§ **What the task requires**
Find every line below with the word "Missing" in it, and copy each one.

§ **Records for this exercise**

================

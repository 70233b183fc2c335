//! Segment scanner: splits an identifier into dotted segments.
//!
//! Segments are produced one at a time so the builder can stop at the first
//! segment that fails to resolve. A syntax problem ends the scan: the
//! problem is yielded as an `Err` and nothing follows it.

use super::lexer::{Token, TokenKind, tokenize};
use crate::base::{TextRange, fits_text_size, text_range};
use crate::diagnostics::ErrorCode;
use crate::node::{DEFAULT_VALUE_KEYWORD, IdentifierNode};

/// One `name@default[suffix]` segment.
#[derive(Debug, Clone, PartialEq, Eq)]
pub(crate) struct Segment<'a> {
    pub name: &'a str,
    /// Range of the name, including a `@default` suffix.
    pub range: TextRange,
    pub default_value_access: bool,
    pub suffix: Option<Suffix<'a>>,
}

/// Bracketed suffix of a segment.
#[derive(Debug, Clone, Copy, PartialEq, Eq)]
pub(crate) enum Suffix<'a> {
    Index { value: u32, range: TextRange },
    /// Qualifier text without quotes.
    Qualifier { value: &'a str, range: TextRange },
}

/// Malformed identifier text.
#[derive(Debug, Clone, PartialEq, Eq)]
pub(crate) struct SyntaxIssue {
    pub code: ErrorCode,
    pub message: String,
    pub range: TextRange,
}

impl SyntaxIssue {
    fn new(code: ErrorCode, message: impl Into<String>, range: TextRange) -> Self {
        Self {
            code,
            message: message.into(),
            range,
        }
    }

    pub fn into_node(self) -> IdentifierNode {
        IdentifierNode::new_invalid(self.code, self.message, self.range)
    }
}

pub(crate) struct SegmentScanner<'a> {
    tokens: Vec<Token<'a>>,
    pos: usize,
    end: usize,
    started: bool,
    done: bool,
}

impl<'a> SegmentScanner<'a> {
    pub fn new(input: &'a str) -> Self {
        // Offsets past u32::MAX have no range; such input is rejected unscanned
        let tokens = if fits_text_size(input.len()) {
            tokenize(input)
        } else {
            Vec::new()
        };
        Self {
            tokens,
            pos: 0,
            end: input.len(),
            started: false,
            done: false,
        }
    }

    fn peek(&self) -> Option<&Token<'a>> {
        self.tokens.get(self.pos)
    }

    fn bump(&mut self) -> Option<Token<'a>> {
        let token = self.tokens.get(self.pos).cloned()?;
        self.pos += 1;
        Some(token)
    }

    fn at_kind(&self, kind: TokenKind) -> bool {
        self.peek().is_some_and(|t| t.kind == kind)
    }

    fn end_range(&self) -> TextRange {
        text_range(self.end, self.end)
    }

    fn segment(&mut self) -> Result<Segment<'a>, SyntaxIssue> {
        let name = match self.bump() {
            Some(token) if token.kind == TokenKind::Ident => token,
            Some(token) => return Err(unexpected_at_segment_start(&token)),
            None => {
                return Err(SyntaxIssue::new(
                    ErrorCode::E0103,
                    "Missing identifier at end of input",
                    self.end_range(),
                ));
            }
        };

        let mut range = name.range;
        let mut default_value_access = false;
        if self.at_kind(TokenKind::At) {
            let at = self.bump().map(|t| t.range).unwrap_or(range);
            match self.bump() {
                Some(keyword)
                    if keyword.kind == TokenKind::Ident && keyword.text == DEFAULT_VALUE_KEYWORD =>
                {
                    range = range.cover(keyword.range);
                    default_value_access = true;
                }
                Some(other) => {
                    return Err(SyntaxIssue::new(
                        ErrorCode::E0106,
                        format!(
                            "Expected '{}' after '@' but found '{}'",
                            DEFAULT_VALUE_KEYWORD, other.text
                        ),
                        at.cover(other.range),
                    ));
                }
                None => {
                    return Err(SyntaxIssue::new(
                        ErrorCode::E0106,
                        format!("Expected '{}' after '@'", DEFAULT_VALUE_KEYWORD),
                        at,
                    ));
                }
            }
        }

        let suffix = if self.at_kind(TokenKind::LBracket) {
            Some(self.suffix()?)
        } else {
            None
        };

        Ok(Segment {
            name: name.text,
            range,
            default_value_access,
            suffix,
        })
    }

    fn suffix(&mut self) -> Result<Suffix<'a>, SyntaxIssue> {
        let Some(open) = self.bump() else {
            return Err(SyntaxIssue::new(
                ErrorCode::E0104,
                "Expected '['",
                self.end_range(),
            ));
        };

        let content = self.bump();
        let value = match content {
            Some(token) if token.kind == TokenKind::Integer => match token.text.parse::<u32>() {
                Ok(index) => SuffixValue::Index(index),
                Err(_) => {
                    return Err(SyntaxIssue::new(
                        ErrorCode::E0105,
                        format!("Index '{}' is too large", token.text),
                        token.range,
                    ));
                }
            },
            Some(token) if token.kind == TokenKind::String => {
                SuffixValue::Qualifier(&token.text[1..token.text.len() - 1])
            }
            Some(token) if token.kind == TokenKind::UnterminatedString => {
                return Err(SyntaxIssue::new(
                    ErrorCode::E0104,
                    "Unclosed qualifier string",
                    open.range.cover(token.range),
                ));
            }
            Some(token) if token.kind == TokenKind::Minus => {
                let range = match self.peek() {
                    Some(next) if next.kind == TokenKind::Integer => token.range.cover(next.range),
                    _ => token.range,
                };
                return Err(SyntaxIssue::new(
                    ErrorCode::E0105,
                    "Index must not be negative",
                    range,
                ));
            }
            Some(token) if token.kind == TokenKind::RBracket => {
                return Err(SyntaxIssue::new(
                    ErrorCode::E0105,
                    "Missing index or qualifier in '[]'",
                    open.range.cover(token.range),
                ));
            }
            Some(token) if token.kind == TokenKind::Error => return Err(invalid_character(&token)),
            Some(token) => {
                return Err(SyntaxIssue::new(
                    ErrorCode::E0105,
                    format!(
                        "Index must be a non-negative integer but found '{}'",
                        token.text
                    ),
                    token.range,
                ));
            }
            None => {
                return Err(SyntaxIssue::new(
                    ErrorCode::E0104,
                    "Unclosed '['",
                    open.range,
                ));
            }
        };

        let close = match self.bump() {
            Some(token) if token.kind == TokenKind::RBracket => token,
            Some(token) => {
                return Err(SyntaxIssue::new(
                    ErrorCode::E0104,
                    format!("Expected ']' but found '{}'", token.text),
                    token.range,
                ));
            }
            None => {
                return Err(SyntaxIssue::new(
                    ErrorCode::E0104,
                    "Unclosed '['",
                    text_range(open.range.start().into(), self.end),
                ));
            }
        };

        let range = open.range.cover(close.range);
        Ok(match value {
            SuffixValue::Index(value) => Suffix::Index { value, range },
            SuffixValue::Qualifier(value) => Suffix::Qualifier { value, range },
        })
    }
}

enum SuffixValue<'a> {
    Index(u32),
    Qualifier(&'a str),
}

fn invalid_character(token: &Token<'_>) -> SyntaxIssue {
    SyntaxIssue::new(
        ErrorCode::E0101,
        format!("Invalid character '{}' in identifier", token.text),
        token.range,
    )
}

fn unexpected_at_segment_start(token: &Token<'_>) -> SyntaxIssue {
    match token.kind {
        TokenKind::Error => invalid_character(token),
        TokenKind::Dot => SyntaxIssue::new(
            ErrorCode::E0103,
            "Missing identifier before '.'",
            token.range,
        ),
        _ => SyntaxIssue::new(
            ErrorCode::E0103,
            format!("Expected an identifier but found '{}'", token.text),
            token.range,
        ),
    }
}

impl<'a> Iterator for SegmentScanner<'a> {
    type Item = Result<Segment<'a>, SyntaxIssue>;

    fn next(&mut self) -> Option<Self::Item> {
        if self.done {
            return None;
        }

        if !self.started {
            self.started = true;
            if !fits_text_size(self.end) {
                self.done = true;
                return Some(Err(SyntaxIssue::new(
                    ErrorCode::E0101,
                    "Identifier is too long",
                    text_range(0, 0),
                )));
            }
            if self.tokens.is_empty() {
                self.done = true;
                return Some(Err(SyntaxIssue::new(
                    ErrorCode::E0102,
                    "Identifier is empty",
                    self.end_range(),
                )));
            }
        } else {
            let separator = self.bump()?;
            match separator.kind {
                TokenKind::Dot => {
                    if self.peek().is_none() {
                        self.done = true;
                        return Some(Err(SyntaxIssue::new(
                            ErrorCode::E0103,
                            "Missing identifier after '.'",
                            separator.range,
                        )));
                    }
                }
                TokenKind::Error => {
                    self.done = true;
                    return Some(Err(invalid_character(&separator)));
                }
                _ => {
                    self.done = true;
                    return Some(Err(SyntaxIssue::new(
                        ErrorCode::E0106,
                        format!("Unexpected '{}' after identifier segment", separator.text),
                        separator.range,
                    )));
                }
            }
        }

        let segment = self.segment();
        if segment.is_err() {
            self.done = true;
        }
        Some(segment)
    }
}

================

§ **Finished task**
                    "Missing identifier at end of input",
                    "Missing index or qualifier in '[]'",
            "Missing identifier before '.'",
                            "Missing identifier after '.'",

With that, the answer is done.